By now, Calixto was looking pretty good. His mouth was so … I pushed my wineglass away. Maybe I should wait for my dinner.
“But,” Calixto said, “my guy at the FBI was only half joking when he referred to the ‘Saratoga mob.’”
“Saratoga mob?” I started to reach for my wine, but stopped.
“Yes, querida, and you should keep your claws sheathed around these men.”
“I will, if they leave Stevie alone. But who else is in this gang?”
“Apparently there are five or six of these old mobsters up here. After being indicted—”
Our waiter arrived with steaming plates of shellfish, the rich scent of garlic butter almost as intoxicating as the wine. I pried a mussel from its shell and popped it into my mouth. Nirvana.
Calixto dug into his meal for a while before continuing. “So, after being indicted and serving their time, these viejo mafiosos could not obtain lic
enses for any of their previous businesses—concrete, waste management. They were finished in the Big Apple and New Jersey.”

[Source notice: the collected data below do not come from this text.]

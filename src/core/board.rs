//! Square board of write-once cells.
//!
//! Cells are stored row-major. A cell goes from empty to marked exactly
//! once; there is no API to clear or overwrite a marked cell.

use serde::{Deserialize, Serialize};

use super::mark::Mark;

/// A board coordinate (0-based row and column).
#[derive(Clone, Copy, Debug, PartialEq, Eq, Hash, PartialOrd, Ord, Serialize, Deserialize)]
pub struct Position {
    pub row: usize,
    pub col: usize,
}

impl Position {
    #[must_use]
    pub const fn new(row: usize, col: usize) -> Self {
        Self { row, col }
    }

    /// Step by a signed delta, returning `None` if either coordinate
    /// would leave a `size`×`size` board.
    #[must_use]
    pub fn offset(self, dr: isize, dc: isize, size: usize) -> Option<Self> {
        let row = self.row.checked_add_signed(dr)?;
        let col = self.col.checked_add_signed(dc)?;
        (row < size && col < size).then_some(Self { row, col })
    }
}

impl std::fmt::Display for Position {
    fn fmt(&self, f: &mut std::fmt::Formatter<'_>) -> std::fmt::Result {
        write!(f, "({}, {})", self.row, self.col)
    }
}

/// An N×N grid of optional marks.
#[derive(Clone, Debug, PartialEq, Eq, Serialize, Deserialize)]
pub struct Board {
    size: usize,
    cells: Vec<Option<Mark>>,
}

impl Board {
    /// Create an empty board.
    #[must_use]
    pub fn new(size: usize) -> Self {
        assert!(size > 0, "Board must have at least one cell");

        Self {
            size,
            cells: vec![None; size * size],
        }
    }

    /// Side length.
    #[must_use]
    pub fn size(&self) -> usize {
        self.size
    }

    #[must_use]
    pub fn in_bounds(&self, pos: Position) -> bool {
        pos.row < self.size && pos.col < self.size
    }

    /// Get the mark at a position. Out-of-bounds positions read as empty.
    #[must_use]
    pub fn get(&self, pos: Position) -> Option<Mark> {
        if self.in_bounds(pos) {
            self.cells[pos.row * self.size + pos.col]
        } else {
            None
        }
    }

    #[must_use]
    pub fn is_empty_at(&self, pos: Position) -> bool {
        self.in_bounds(pos) && self.get(pos).is_none()
    }

    /// Mark an empty cell.
    ///
    /// Returns false (and leaves the board untouched) if the position is
    /// out of bounds or already marked.
    pub fn place(&mut self, pos: Position, mark: Mark) -> bool {
        if !self.is_empty_at(pos) {
            return false;
        }
        self.cells[pos.row * self.size + pos.col] = Some(mark);
        true
    }

    /// Number of marked cells.
    #[must_use]
    pub fn occupied_count(&self) -> usize {
        self.cells.iter().filter(|c| c.is_some()).count()
    }

    #[must_use]
    pub fn is_full(&self) -> bool {
        self.cells.iter().all(Option::is_some)
    }

    /// Iterate over all empty positions, row-major.
    pub fn empty_positions(&self) -> impl Iterator<Item = Position> + '_ {
        self.cells
            .iter()
            .enumerate()
            .filter(|(_, c)| c.is_none())
            .map(move |(i, _)| Position::new(i / self.size, i % self.size))
    }

    /// Rows of cells, top to bottom.
    pub fn rows(&self) -> impl Iterator<Item = &[Option<Mark>]> {
        self.cells.chunks(self.size)
    }
}

impl std::fmt::Display for Board {
    fn fmt(&self, f: &mut std::fmt::Formatter<'_>) -> std::fmt::Result {
        for row in self.rows() {
            let line: String = row
                .iter()
                .map(|c| c.map_or('.', Mark::symbol))
                .collect();
            writeln!(f, "{line}")?;
        }
        Ok(())
    }
}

I forked up a bite of linguine dripping with garlic butter. Calixto leaned forward and wiped a drip of butter from my lower lip before licking it off his finger. My physical reaction was quick and intense. Damn him.
“But,” he continued, after a long sip of wine, “though many mobsters retire to Florida, these individuals dislike the Miami scene. They are hard-core New Yorkers, true racing fans, and have decided to settle in Saratoga.”

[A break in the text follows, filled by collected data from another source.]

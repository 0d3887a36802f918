//! Damage events.
//!
//! One event is recorded per move that completes at least one sequence,
//! regardless of how many sequences that move completed.

use std::time::SystemTime;

use serde::{Deserialize, Serialize};

use crate::core::Mark;

/// A single resolved strike. Immutable once created.
#[derive(Clone, Debug, PartialEq, Eq, Serialize, Deserialize)]
pub struct DamageEvent {
    attacker: Mark,
    defender: Mark,
    damage: u32,
    sequence_count: usize,
    turn: u32,
    timestamp: SystemTime,
}

impl DamageEvent {
    /// Create an event stamped with the current time.
    ///
    /// The defender is always the attacker's opponent.
    #[must_use]
    pub fn new(attacker: Mark, damage: u32, sequence_count: usize, turn: u32) -> Self {
        Self::at(attacker, damage, sequence_count, turn, SystemTime::now())
    }

    /// Create an event with an explicit timestamp.
    #[must_use]
    pub fn at(
        attacker: Mark,
        damage: u32,
        sequence_count: usize,
        turn: u32,
        timestamp: SystemTime,
    ) -> Self {
        debug_assert!(sequence_count >= 1, "A damage event needs at least one sequence");

        Self {
            attacker,
            defender: attacker.opponent(),
            damage,
            sequence_count,
            turn,
            timestamp,
        }
    }

    #[must_use]
    pub fn attacker(&self) -> Mark {
        self.attacker
    }

    #[must_use]
    pub fn defender(&self) -> Mark {
        self.defender
    }

    /// Total damage: the summed length of every sequence completed.
    #[must_use]
    pub fn damage(&self) -> u32 {
        self.damage
    }

    #[must_use]
    pub fn sequence_count(&self) -> usize {
        self.sequence_count
    }

    /// Move number (1-based) that produced this event.
    #[must_use]
    pub fn turn(&self) -> u32 {
        self.turn
    }

    #[must_use]
    pub fn timestamp(&self) -> SystemTime {
        self.timestamp
    }
}

impl std::fmt::Display for DamageEvent {
    fn fmt(&self, f: &mut std::fmt::Formatter<'_>) -> std::fmt::Result {
        write!(
            f,
            "Player {} dealt {} damage to Player {}",
            self.attacker, self.damage, self.defender
        )?;
        if self.sequence_count > 1 {
            write!(f, " ({} sequences)", self.sequence_count)?;
        }
        Ok(())
    }
}

#[cfg(test)]
mod tests {
    use super::*;

    #[test]
    fn test_defender_is_opponent() {
        let event = DamageEvent::new(Mark::O, 4, 1, 8);

        assert_eq!(event.attacker(), Mark::O);
        assert_eq!(event.defender(), Mark::X);
        assert_eq!(event.turn(), 8);
    }

    #[test]
    fn test_display_single_sequence() {
        let event = DamageEvent::new(Mark::X, 5, 1, 9);
        assert_eq!(event.to_string(), "Player X dealt 5 damage to Player O");
    }

    #[test]
    fn test_display_multiple_sequences() {
        let event = DamageEvent::new(Mark::X, 8, 2, 9);
        assert_eq!(
            event.to_string(),
            "Player X dealt 8 damage to Player O (2 sequences)"
        );
    }

    #[test]
    fn test_serialization() {
        let event = DamageEvent::at(Mark::O, 4, 1, 2, SystemTime::UNIX_EPOCH);
        let json = serde_json::to_string(&event).unwrap();
        let deserialized: DamageEvent = serde_json::from_str(&json).unwrap();
        assert_eq!(event, deserialized);
    }
}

Calixto was into his wine now, his eyes bright with amusement. “They pulled Rico in for questioning last year, and he told them, ‘I’m retired from all that now. I got my little restaurant to keep me well fed in my old age.’”
I leaned forward. “Yeah, right. But he can’t help himself, can he? Now he’s got to play the ponies illegally. How convenient for him that his nephew trains at Saratoga.”
Calixto emptied his wineglass, then refilled both of ours. He took a long pull. “You think the nephew is convenient? Listen to this. Rizelli owned a horse farm in New Jersey with a racetrack on the property. There’s an Irish vet that used to work for him who swears Rizelli had a backhoe on the property and—”
“Buried bodies in the infield! He did, didn’t he?” I burst out laughing and reached for my wine, then stopped, realizing I shouldn’t be laughing. “But this isn’t funny, is it? These are horrible people.”
“Would you rather cry, pequeña leona?” He took my hand and rubbed his thumb lightly against my palm. “I don’t want to see you cry.”
I drew back. “We should think about getting our check. We have to get up early.”
“Of course,” he said. “This is good. They will think we rushed out because we cannot keep our hands off each other.”
“Yes,” I said. “They will think that and that you have more than one woman.” My phone vibrated in my purse, and I dug it out to make sure it wasn’t Brian. Maybe Pizutti had left a trail of transactions showing us he’d been betting on races that he’d fixed. Only I didn’t recognize the number, and let it go to voice mail.